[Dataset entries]
= Beginning of Section =
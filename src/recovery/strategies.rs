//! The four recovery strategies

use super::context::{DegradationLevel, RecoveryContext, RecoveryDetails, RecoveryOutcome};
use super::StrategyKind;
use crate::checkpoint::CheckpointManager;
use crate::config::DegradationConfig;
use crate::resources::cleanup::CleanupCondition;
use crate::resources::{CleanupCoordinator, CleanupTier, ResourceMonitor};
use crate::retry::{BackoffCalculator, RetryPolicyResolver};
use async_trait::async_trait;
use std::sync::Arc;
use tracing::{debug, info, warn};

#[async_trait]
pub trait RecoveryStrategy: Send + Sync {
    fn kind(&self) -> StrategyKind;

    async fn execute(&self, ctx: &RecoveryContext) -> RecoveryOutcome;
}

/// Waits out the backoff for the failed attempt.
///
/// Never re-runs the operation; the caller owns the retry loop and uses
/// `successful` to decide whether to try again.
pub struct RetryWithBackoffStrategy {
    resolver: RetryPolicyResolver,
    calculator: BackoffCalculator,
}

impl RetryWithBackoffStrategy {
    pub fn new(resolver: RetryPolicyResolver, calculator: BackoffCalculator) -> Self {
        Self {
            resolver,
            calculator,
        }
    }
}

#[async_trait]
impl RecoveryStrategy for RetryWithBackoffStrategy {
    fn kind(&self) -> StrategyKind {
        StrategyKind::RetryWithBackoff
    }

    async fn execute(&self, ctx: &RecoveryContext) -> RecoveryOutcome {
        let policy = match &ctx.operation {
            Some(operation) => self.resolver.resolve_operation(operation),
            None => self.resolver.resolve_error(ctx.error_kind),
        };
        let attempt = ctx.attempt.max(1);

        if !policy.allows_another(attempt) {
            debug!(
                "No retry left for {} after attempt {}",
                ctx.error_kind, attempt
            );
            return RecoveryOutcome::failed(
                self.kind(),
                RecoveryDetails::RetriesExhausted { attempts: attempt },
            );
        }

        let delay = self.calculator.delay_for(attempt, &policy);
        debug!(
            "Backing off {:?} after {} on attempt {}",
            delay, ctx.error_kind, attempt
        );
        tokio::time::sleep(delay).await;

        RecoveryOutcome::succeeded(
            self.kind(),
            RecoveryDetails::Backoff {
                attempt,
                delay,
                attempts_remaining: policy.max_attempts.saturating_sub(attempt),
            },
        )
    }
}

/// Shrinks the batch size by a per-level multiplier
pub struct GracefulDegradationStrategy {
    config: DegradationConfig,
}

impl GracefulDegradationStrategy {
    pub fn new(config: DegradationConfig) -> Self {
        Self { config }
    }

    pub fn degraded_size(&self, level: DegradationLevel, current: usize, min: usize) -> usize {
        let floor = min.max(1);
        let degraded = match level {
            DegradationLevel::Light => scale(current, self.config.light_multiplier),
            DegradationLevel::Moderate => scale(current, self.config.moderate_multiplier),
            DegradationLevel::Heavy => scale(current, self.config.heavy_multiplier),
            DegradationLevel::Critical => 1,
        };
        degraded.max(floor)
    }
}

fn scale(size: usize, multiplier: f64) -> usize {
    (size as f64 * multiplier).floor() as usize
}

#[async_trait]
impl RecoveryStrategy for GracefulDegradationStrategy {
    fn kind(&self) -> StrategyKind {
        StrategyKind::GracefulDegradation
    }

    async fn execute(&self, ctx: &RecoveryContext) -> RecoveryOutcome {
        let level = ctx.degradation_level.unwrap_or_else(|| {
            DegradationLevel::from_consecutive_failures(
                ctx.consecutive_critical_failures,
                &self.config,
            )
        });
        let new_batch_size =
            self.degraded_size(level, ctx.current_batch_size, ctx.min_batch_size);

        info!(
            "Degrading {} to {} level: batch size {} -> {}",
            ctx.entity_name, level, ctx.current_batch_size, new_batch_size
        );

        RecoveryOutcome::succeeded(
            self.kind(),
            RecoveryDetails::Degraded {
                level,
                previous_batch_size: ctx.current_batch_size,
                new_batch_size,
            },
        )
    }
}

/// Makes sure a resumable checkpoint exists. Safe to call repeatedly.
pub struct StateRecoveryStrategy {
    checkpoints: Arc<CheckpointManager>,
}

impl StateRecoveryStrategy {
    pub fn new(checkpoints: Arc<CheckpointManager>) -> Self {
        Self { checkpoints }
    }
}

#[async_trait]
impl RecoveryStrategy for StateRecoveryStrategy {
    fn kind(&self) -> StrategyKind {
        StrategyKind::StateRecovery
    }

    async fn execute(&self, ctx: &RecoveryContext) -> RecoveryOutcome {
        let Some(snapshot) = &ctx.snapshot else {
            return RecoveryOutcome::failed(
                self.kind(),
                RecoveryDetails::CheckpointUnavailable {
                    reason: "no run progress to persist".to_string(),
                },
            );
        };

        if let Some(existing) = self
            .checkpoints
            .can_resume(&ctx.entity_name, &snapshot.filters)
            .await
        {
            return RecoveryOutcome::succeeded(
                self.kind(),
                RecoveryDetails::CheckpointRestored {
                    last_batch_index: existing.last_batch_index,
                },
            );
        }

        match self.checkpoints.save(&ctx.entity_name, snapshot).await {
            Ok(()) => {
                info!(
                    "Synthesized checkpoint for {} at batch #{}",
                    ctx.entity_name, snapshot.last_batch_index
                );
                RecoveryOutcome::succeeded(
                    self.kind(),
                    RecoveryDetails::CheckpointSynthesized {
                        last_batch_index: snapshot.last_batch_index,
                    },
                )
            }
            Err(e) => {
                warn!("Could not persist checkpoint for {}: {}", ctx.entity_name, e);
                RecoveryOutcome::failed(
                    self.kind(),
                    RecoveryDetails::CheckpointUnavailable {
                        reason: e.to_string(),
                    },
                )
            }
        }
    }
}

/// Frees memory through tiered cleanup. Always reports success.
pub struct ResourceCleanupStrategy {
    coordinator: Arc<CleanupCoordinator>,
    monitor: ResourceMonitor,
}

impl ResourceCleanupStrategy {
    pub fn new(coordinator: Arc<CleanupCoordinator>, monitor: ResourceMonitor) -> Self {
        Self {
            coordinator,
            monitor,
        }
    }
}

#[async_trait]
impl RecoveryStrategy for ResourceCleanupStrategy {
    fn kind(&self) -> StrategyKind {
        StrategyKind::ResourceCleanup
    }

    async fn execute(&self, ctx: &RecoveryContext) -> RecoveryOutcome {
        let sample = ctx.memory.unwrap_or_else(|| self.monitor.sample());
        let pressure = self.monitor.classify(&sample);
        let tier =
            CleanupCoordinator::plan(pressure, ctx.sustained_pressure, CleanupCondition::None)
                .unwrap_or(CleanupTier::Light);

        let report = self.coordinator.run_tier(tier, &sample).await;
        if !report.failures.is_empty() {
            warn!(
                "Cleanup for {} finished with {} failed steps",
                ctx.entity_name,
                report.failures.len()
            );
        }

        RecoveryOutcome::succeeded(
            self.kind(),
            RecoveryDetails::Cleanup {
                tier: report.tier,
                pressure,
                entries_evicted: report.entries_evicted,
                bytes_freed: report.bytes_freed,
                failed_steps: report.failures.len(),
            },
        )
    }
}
= End of Section =
= Beginning of Section =
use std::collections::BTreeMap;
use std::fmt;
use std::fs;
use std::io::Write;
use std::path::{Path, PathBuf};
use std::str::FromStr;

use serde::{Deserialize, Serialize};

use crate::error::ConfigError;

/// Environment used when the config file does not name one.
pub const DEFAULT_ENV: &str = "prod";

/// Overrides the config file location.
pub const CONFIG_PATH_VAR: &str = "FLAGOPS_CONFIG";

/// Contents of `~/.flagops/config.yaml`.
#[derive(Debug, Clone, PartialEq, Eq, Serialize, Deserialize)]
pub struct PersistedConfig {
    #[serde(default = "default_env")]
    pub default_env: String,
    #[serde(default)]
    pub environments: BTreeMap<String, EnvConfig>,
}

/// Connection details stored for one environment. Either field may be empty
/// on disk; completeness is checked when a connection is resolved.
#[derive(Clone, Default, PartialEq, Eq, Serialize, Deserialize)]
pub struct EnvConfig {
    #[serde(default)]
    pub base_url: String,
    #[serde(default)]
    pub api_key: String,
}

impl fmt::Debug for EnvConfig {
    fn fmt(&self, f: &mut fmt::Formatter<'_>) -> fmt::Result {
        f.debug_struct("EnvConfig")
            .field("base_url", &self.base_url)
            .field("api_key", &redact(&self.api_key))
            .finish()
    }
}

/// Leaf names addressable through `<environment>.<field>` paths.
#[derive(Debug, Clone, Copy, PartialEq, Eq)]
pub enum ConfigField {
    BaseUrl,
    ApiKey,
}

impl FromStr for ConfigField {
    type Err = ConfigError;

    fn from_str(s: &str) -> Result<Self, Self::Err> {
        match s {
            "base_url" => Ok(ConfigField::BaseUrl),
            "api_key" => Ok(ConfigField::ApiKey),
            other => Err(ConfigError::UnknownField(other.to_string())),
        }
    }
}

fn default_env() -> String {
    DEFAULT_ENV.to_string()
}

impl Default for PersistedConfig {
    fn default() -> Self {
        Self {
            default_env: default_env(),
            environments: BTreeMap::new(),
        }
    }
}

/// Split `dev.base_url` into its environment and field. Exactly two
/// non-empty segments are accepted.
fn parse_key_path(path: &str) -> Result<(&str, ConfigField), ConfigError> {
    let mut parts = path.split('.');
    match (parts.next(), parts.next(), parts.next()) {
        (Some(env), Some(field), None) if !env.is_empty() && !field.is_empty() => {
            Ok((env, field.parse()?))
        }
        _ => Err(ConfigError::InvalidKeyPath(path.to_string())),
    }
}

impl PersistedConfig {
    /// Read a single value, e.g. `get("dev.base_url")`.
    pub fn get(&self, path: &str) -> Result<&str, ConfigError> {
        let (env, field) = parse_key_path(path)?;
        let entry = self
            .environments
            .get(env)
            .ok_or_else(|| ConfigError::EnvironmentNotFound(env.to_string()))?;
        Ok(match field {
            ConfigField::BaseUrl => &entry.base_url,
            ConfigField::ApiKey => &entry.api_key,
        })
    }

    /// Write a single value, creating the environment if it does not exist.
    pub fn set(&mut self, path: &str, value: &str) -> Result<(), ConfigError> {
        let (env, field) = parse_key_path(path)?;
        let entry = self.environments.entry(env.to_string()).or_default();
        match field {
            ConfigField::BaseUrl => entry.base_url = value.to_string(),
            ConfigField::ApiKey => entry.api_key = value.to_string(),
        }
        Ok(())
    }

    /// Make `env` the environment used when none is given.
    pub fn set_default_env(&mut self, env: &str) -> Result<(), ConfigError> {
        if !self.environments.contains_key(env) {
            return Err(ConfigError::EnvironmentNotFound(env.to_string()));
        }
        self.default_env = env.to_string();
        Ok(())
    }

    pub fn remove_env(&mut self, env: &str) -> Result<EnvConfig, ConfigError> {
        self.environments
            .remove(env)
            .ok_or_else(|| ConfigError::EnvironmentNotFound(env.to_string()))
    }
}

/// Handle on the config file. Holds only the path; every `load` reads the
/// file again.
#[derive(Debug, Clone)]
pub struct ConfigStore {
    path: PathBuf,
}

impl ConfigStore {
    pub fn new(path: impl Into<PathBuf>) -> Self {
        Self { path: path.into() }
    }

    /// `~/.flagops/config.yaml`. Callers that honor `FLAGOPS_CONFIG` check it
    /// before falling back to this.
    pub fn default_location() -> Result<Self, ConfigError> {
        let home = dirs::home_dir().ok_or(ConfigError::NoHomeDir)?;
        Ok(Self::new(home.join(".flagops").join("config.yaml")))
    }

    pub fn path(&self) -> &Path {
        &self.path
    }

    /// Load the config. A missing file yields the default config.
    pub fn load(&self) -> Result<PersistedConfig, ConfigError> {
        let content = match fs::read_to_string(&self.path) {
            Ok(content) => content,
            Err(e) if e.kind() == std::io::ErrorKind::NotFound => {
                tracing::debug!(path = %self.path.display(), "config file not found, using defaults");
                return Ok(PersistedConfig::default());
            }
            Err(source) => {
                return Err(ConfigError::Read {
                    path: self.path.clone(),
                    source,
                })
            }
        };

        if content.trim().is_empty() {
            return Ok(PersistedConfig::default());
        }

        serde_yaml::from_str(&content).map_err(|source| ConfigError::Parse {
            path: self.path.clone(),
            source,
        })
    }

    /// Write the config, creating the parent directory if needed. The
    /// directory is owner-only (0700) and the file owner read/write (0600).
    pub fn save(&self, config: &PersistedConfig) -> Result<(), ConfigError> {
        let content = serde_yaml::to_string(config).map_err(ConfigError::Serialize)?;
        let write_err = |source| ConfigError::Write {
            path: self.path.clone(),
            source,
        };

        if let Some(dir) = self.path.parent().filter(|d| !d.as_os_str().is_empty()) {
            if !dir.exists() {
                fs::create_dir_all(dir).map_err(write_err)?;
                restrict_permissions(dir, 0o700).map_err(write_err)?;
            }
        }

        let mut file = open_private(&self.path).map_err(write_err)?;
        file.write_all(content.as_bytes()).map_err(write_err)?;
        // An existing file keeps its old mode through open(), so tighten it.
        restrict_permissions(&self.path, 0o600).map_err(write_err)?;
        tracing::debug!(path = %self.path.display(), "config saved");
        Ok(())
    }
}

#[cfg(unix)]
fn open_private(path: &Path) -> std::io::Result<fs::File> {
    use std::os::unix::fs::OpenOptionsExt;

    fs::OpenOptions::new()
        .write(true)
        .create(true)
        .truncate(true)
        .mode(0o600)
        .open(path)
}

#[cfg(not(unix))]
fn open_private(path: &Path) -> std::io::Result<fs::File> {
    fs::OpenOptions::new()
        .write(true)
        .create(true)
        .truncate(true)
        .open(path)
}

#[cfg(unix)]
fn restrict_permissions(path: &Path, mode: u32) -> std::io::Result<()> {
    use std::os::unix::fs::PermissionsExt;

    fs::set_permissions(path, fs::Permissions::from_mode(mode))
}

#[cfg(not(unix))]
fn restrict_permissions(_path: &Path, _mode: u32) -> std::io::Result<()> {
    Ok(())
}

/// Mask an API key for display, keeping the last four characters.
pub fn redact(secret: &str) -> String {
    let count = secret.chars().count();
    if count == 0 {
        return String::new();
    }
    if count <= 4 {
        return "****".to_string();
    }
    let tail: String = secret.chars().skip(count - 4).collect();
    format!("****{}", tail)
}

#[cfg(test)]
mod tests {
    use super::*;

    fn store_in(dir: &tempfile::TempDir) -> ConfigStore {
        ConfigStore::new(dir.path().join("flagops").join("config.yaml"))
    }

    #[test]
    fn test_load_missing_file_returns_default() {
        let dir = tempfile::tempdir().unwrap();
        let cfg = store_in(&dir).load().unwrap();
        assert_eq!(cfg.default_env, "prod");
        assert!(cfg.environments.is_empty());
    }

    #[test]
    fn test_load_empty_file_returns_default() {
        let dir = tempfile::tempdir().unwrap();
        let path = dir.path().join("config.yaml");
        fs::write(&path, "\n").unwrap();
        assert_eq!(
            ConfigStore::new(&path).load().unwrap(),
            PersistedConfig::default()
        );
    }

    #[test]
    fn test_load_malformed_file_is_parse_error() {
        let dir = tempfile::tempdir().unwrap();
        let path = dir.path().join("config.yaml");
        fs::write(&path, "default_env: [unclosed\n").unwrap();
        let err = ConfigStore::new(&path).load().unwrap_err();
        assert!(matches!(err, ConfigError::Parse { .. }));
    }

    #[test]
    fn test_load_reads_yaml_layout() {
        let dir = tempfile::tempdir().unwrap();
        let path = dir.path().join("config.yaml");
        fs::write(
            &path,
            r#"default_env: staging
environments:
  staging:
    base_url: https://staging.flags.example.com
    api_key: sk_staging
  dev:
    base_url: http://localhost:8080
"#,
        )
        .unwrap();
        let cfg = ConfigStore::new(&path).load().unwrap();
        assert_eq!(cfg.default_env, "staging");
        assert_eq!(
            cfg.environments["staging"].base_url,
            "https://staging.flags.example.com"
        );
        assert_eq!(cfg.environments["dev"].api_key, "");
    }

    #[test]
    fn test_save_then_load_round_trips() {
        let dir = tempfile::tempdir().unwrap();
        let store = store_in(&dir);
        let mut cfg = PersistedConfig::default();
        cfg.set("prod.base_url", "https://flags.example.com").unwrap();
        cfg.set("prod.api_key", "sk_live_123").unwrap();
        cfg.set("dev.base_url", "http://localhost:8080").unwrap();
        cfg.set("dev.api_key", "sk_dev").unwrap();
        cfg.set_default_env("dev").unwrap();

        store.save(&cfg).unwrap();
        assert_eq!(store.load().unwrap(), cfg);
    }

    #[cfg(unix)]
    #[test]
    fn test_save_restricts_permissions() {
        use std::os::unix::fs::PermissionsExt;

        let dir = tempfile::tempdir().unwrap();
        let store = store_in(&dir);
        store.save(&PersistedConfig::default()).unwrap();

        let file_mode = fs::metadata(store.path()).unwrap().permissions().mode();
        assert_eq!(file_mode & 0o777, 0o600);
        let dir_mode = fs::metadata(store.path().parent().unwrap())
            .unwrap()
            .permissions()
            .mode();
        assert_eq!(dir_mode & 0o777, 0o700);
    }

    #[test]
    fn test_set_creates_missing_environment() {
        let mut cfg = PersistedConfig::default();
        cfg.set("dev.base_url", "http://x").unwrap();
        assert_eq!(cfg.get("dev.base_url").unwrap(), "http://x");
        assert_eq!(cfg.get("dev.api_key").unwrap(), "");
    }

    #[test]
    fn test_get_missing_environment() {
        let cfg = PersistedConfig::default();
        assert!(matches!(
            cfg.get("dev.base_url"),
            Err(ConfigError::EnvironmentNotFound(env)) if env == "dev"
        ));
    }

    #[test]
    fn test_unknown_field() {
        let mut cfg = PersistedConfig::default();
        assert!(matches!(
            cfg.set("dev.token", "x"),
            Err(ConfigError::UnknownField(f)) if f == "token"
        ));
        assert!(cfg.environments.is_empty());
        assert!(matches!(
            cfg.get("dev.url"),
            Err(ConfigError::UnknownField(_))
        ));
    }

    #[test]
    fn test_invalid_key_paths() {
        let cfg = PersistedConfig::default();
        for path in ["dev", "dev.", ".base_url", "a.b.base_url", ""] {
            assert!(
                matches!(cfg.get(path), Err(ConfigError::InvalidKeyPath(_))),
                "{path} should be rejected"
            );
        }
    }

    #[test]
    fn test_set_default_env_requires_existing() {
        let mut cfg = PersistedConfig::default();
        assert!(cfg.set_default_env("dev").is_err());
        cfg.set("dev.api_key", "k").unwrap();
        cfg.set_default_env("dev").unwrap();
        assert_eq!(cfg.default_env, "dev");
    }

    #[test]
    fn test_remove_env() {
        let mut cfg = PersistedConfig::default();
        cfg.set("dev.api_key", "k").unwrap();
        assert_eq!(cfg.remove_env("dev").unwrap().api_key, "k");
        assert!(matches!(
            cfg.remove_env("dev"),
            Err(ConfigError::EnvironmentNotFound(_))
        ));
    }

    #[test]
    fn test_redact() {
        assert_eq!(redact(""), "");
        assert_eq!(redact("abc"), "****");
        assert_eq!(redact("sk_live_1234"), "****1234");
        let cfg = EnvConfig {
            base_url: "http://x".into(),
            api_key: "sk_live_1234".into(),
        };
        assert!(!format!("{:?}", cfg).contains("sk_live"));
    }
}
= End of Section =
◆ **What to work on**
Line count for the word "home": please state how many lines of the records above contain it, and nothing else.

◆ **Problem solution**
2